The one major exception is if you delete your local changes before committing them.

Yeah.But many of them are extremely annoying. Specifically screwing up rebase. It is recoverable, but very annoying.

That said I have seen juniors make two other common mistakes.

  • Pushing your commit without fetching
  • Continuing on a branch even after it was merged.
  • I’m fed up with these two. Yesterday I had to cherry-pick to solve a combination of these two.

    Is it ok to continue on a branch if you also merge back main into it? Like, branch gets merged into main on remote, local main pull, local merge main into local branch, push branch?

    So this workflow is needed if you are working on a public, i.e. multiple devs collaborating on a single branch, scenario. But it is much better to avoid this as much as possible. Usually it is a ‘scoping’ issue, where you create a branch that is too broad. For example ‘api-for-frontend’, which is a massive thing.

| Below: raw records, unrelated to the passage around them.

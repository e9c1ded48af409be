//! Marketstall Storefront - backend-for-frontend for the commerce API.
//!
//! This binary serves the storefront on port 3000.
//!
//! # Architecture
//!
//! - Axum web framework, JSON responses
//! - Commerce API over HTTP (reqwest), with cached product and cart reads
//! - Server-side sessions (tower-sessions, in-memory) holding the backend
//!   token, the default cart selection and the local cart
//!
//! # Security
//!
//! The browser only holds the opaque session cookie. Backend tokens stay on
//! the server, except where a client already sends its own token.

#![cfg_attr(not(test), forbid(unsafe_code))]

use std::net::SocketAddr;

use marketstall_storefront::config::StorefrontConfig;
use marketstall_storefront::middleware::auth_rate_limiter;
use marketstall_storefront::state::AppState;
use sentry::integrations::tracing as sentry_tracing;
use tracing_subscriber::{layer::SubscriberExt, util::SubscriberInitExt};

/// Initialize Sentry error tracking and return guard that must be kept alive.
fn init_sentry(config: &StorefrontConfig) -> Option<sentry::ClientInitGuard> {
    let dsn = config.sentry_dsn.as_ref()?;

    let guard = sentry::init((
        dsn.as_str(),
        sentry::ClientOptions {
            release: sentry::release_name!(),
            environment: config
                .sentry_environment
                .clone()
                .map(std::borrow::Cow::Owned),
            attach_stacktrace: true,
            ..Default::default()
        },
    ));

    tracing::info!("Sentry initialized");
    Some(guard)
}

/// Filter tracing events to Sentry event types.
fn sentry_event_filter(metadata: &tracing::Metadata<'_>) -> sentry_tracing::EventFilter {
    match *metadata.level() {
        tracing::Level::ERROR | tracing::Level::WARN => sentry_tracing::EventFilter::Event,
        tracing::Level::INFO | tracing::Level::DEBUG => sentry_tracing::EventFilter::Breadcrumb,
        _ => sentry_tracing::EventFilter::Ignore,
    }
}

#[tokio::main]
async fn main() {
    // Load configuration from environment (needed for Sentry init)
    let config = StorefrontConfig::from_env().expect("Failed to load configuration");

    // Initialize Sentry (must be done before tracing subscriber)
    let _sentry_guard = init_sentry(&config);

    let env_filter = tracing_subscriber::EnvFilter::try_from_default_env()
        .unwrap_or_else(|_| "marketstall_storefront=info,tower_http=debug".into());

    tracing_subscriber::registry()
        .with(env_filter)
        .with(tracing_subscriber::fmt::layer())
        .with(sentry_tracing::layer().event_filter(sentry_event_filter))
        .init();

    let addr = config.socket_addr();
    tracing::info!(backend = %config.api.base_url, "Using commerce API");

    let login_limiter = auth_rate_limiter(config.trust_proxy_headers);
    let state = AppState::new(config).expect("Failed to initialize application state");

    let app = marketstall_storefront::app(state, Some(login_limiter))
        // Sentry layers (outermost for full request coverage)
        .layer(sentry_tower::NewSentryLayer::new_from_top())
        .layer(sentry_tower::SentryHttpLayer::new().enable_transaction());

    tracing::info!("storefront listening on {}", addr);

    let listener = tokio::net::TcpListener::bind(addr)
        .await
        .expect("Failed to bind to address");

    // Peer addresses key the login rate limiter
    axum::serve(
        listener,
        app.into_make_service_with_connect_info::<SocketAddr>(),
    )
    .with_graceful_shutdown(shutdown_signal())
    .await
    .expect("Server error");
}

/// Wait for shutdown signal (Ctrl+C or SIGTERM).
async fn shutdown_signal() {
    let ctrl_c = async {
        tokio::signal::ctrl_c()
            .await
            .expect("Failed to install Ctrl+C handler");
    };

    #[cfg(unix)]
    let terminate = async {
        tokio::signal::unix::signal(tokio::signal::unix::SignalKind::terminate())
            .expect("Failed to install signal handler")
            .recv()
            .await;
    };

    #[cfg(not(unix))]
    let terminate = std::future::pending::<()>();

    tokio::select! {
        () = ctrl_c => {},
        () = terminate => {},
    }

    tracing::info!("Shutdown signal received, starting graceful shutdown");
}
//! Charts module - Diverging bar chart rendering

mod renderer;

pub use renderer::{ChartSpec, DivergingBarRenderer, RenderError};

    In our org we prefer to delete the branch after merge. In a way it says ‘this branch is closed’. This is to encourage devs to define smaller and more logically scoped branches.

    I want to take this opportunity to say that, branch is just a label on a commit, with some additional functions. Once you start focus on commits and lineage of the commits, then branches become some what irrelevant.

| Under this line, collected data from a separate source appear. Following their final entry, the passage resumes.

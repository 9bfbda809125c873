//! Enrollment Change Pipeline
//! Runs every stage once, top to bottom: fetch, load, join, canonicalize,
//! aggregate, filter, rank, select, render.

use crate::charts::{ChartSpec, DivergingBarRenderer, RenderError};
use crate::config::PipelineConfig;
use crate::data::{DataLoader, DataProcessor, DepartmentNames, LoaderError, ProcessorError};
use crate::fetch::{FetchError, Fetcher, TableSource};
use crate::report::{ReportError, SummaryReport};
use crate::stats::{DisplaySet, RankedDepartment, TrendCalculator};
use polars::prelude::DataFrame;
use std::time::Duration;
use thiserror::Error;
use tracing::info;

#[derive(Error, Debug)]
pub enum PipelineError {
    #[error("fetch stage: could not set up HTTP client: {0}")]
    Client(#[source] FetchError),
    #[error("fetch stage failed for the {term} term: {source}")]
    Retrieval {
        term: &'static str,
        #[source]
        source: FetchError,
    },
    #[error("load stage failed for the {term} term: {source}")]
    Schema {
        term: &'static str,
        #[source]
        source: LoaderError,
    },
    #[error("cleanup of downloaded export failed: {0}")]
    Cleanup(#[source] std::io::Error),
    #[error("processing stage failed: {0}")]
    Processing(#[from] ProcessorError),
    #[error(
        "no department has at least {min_total} undergraduates in both terms \
         ({aggregated} departments before filtering)"
    )]
    DataIntegrity { min_total: i64, aggregated: usize },
    #[error("render stage failed: {0}")]
    Render(#[from] RenderError),
    #[error("summary stage failed: {0}")]
    Report(#[from] ReportError),
}

/// What a successful run charted.
#[derive(Debug, Clone)]
pub struct PipelineOutcome {
    pub ranked: Vec<RankedDepartment>,
    pub display: DisplaySet,
}

pub struct EnrollmentPipeline<'a> {
    config: &'a PipelineConfig,
    names: DepartmentNames,
}

impl<'a> EnrollmentPipeline<'a> {
    pub fn new(config: &'a PipelineConfig) -> Self {
        Self {
            config,
            names: DepartmentNames::default(),
        }
    }

    pub fn run(&self) -> Result<PipelineOutcome, PipelineError> {
        let fetcher = Fetcher::new(Duration::from_secs(self.config.request_timeout_secs))
            .map_err(PipelineError::Client)?;
        let (current, prior) = self.load_terms(&fetcher)?;
        let outcome = self.analyze(&current, &prior)?;

        let spec = ChartSpec {
            title: self.config.title(),
            subtitle: self.config.subtitle(),
            caption: self.config.caption(),
            legend_title: format!("Undergraduates\nin {}", self.config.current_label()),
            axis_limit: self.config.axis_limit,
            width: self.config.chart.width,
            height: self.config.chart.height,
        };
        DivergingBarRenderer::render(&outcome.display, &spec, &self.config.output)?;

        if let Some(path) = &self.config.summary {
            SummaryReport::new(&outcome.display, self.config).write(path)?;
            info!(path = %path.display(), "wrote summary");
        }

        Ok(outcome)
    }

    /// Fetch and load both terms as `(current, prior)`. Downloads are
    /// removed before this returns, whether loading succeeded or not.
    pub fn load_terms(&self, fetcher: &Fetcher) -> Result<(DataFrame, DataFrame), PipelineError> {
        let prior_table = fetcher
            .fetch(&TableSource::parse(&self.config.prior.source))
            .map_err(|source| PipelineError::Retrieval {
                term: "prior",
                source,
            })?;
        let current_table = fetcher
            .fetch(&TableSource::parse(&self.config.current.source))
            .map_err(|source| PipelineError::Retrieval {
                term: "current",
                source,
            })?;

        let loader = DataLoader::new(self.config.header_skip);
        let prior = loader.load(prior_table.path());
        let current = loader.load(current_table.path());

        prior_table.close().map_err(PipelineError::Cleanup)?;
        current_table.close().map_err(PipelineError::Cleanup)?;

        let prior = prior.map_err(|source| PipelineError::Schema {
            term: "prior",
            source,
        })?;
        let current = current.map_err(|source| PipelineError::Schema {
            term: "current",
            source,
        })?;
        Ok((current, prior))
    }

    /// Join through selection. Fails when the significance filter leaves
    /// nothing to chart.
    pub fn analyze(
        &self,
        current: &DataFrame,
        prior: &DataFrame,
    ) -> Result<PipelineOutcome, PipelineError> {
        let joined = DataProcessor::join_terms(current, prior)?;
        let joined = DataProcessor::canonicalize_departments(joined, &self.names)?;
        let totals = DataProcessor::aggregate(&joined)?;

        let aggregated = totals.len();
        let min_total = self.config.min_department_total;
        let significant = TrendCalculator::filter_significant(totals, min_total);
        if significant.is_empty() {
            return Err(PipelineError::DataIntegrity {
                min_total,
                aggregated,
            });
        }

        let ranked = TrendCalculator::rank(significant);
        let selection = TrendCalculator::select_extremes(&ranked, self.config.top_bottom_k);
        info!(
            ranked = ranked.len(),
            displayed = selection.len(),
            "selected departments for display"
        );
        Ok(PipelineOutcome {
            ranked,
            display: selection,
        })
    }
}

#[cfg(test)]
mod tests {
    use super::*;
    use crate::data::columns::{COURSE_DEPARTMENT, COURSE_ID, U_GRAD};
    use polars::df;
    use std::io::Write;

    fn term(rows: &[(&str, i64, &str)]) -> DataFrame {
        let ids: Vec<&str> = rows.iter().map(|r| r.0).collect();
        let counts: Vec<i64> = rows.iter().map(|r| r.1).collect();
        let departments: Vec<&str> = rows.iter().map(|r| r.2).collect();
        df!(
            COURSE_ID => ids,
            U_GRAD => counts,
            COURSE_DEPARTMENT => departments
        )
        .expect("term frame")
    }

    #[test]
    fn small_department_is_excluded() {
        let config = PipelineConfig::default();
        let pipeline = EnrollmentPipeline::new(&config);
        let current = term(&[("c1", 40, "Econ"), ("c2", 30, "Econ"), ("m1", 120, "Math")]);
        let prior = term(&[("c1", 20, "Econ"), ("c2", 20, "Econ"), ("m1", 60, "Math")]);

        let outcome = pipeline.analyze(&current, &prior).unwrap();
        let names: Vec<&str> = outcome.ranked.iter().map(|r| r.department.as_str()).collect();
        assert_eq!(names, vec!["Math"]);
    }

    #[test]
    fn only_small_departments_is_a_data_integrity_error() {
        let config = PipelineConfig::default();
        let pipeline = EnrollmentPipeline::new(&config);
        let current = term(&[("c1", 40, "Econ"), ("c2", 30, "Econ")]);
        let prior = term(&[("c1", 20, "Econ"), ("c2", 20, "Econ")]);

        let err = pipeline.analyze(&current, &prior).unwrap_err();
        assert!(matches!(
            err,
            PipelineError::DataIntegrity {
                min_total: 50,
                aggregated: 1
            }
        ));
    }

    #[test]
    fn doubling_department_reports_one_hundred_percent() {
        let mut config = PipelineConfig::default();
        config.min_department_total = 30;
        let pipeline = EnrollmentPipeline::new(&config);
        let current = term(&[("c1", 60, "Math")]);
        let prior = term(&[("c1", 30, "Math")]);

        let outcome = pipeline.analyze(&current, &prior).unwrap();
        assert_eq!(outcome.ranked.len(), 1);
        assert_eq!(outcome.ranked[0].percent_change, 100);
        assert_eq!(outcome.display.top, outcome.ranked);
        assert_eq!(outcome.display.bottom, outcome.ranked);
    }

    #[test]
    fn prior_total_below_minimum_is_filtered_even_when_current_passes() {
        let config = PipelineConfig::default();
        let pipeline = EnrollmentPipeline::new(&config);
        let current = term(&[("m1", 60, "Math"), ("h1", 120, "History")]);
        let prior = term(&[("m1", 30, "Math"), ("h1", 100, "History")]);

        let outcome = pipeline.analyze(&current, &prior).unwrap();
        let names: Vec<&str> = outcome.ranked.iter().map(|r| r.department.as_str()).collect();
        assert_eq!(names, vec!["History"]);
        assert_eq!(outcome.display.len(), 2);
    }

    #[test]
    fn verbose_labels_are_charted_under_canonical_names() {
        let config = PipelineConfig::default();
        let pipeline = EnrollmentPipeline::new(&config);
        let current = term(&[
            ("a1", 90, "African & African Amer Studies"),
            ("e1", 400, "Electrical Eng & Computer Sci"),
            ("e2", 200, "Electrical Eng & Computer Sci"),
        ]);
        let prior = term(&[
            ("a1", 100, "African & African Amer Studies"),
            ("e1", 300, "Electrical Eng & Computer Sci"),
            ("e2", 200, "Electrical Eng & Computer Sci"),
        ]);

        let outcome = pipeline.analyze(&current, &prior).unwrap();
        let ranked: Vec<(&str, i64)> = outcome
            .ranked
            .iter()
            .map(|r| (r.department.as_str(), r.percent_change))
            .collect();
        assert_eq!(ranked, vec![("EECS", 20), ("African Studies", -10)]);
    }

    #[test]
    fn local_exports_load_and_rank() {
        let dir = tempfile::tempdir().unwrap();
        let write = |name: &str, body: &str| {
            let path = dir.path().join(name);
            let mut file = std::fs::File::create(&path).unwrap();
            write!(file, "Enrollment by Course\nUndergraduate and Graduate\nAs of census\n{body}").unwrap();
            path
        };
        let prior = write(
            "spring-2018.csv",
            "Course ID,Course Name,U Grad,Course Department\n\
             S1,Probability,100,Statistics\n\
             S2,Regression,100,Statistics\n\
             H1,Modern Europe,80,History\n\
             X1,,500,History\n",
        );
        let current = write(
            "spring-2019.csv",
            "Course ID,Course Name,U Grad,Course Department\n\
             S1,Probability,150,Statistics\n\
             S2,Regression,120,Statistics\n\
             H1,Modern Europe,60,History\n\
             N1,New Seminar,90,History\n",
        );

        let mut config = PipelineConfig::default();
        config.prior.source = prior.to_string_lossy().into_owned();
        config.current.source = current.to_string_lossy().into_owned();
        let pipeline = EnrollmentPipeline::new(&config);
        let fetcher = Fetcher::new(Duration::from_secs(5)).unwrap();

        let (current_df, prior_df) = pipeline.load_terms(&fetcher).unwrap();
        assert_eq!(prior_df.height(), 3);
        assert_eq!(current_df.height(), 4);
        assert!(prior.exists() && current.exists());

        let outcome = pipeline.analyze(&current_df, &prior_df).unwrap();
        let ranked: Vec<(&str, i64)> = outcome
            .ranked
            .iter()
            .map(|r| (r.department.as_str(), r.percent_change))
            .collect();
        assert_eq!(ranked, vec![("Statistics", 35), ("History", -25)]);
    }

    #[test]
    fn missing_export_names_the_term() {
        let mut config = PipelineConfig::default();
        config.prior.source = "/nonexistent/prior.xlsx".to_string();
        config.current.source = "/nonexistent/current.xlsx".to_string();
        let pipeline = EnrollmentPipeline::new(&config);
        let fetcher = Fetcher::new(Duration::from_secs(5)).unwrap();

        let err = pipeline.load_terms(&fetcher).unwrap_err();
        assert!(matches!(err, PipelineError::Retrieval { term: "prior", .. }));
        assert!(err.to_string().starts_with("fetch stage"));
    }
}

    Aha. I was part of a project where each dev had their own long running branch for non-specific work and this was the norm, but it always felt clunky. And often resulted in merge issues.
    That is a very weird setup. I have no clue why that flow is needed in the first place. Branches should be something disposable easily. What was the logic behind the setup? Any idea?
    Oh I know the reason, nobody knew git and had just worked alone before.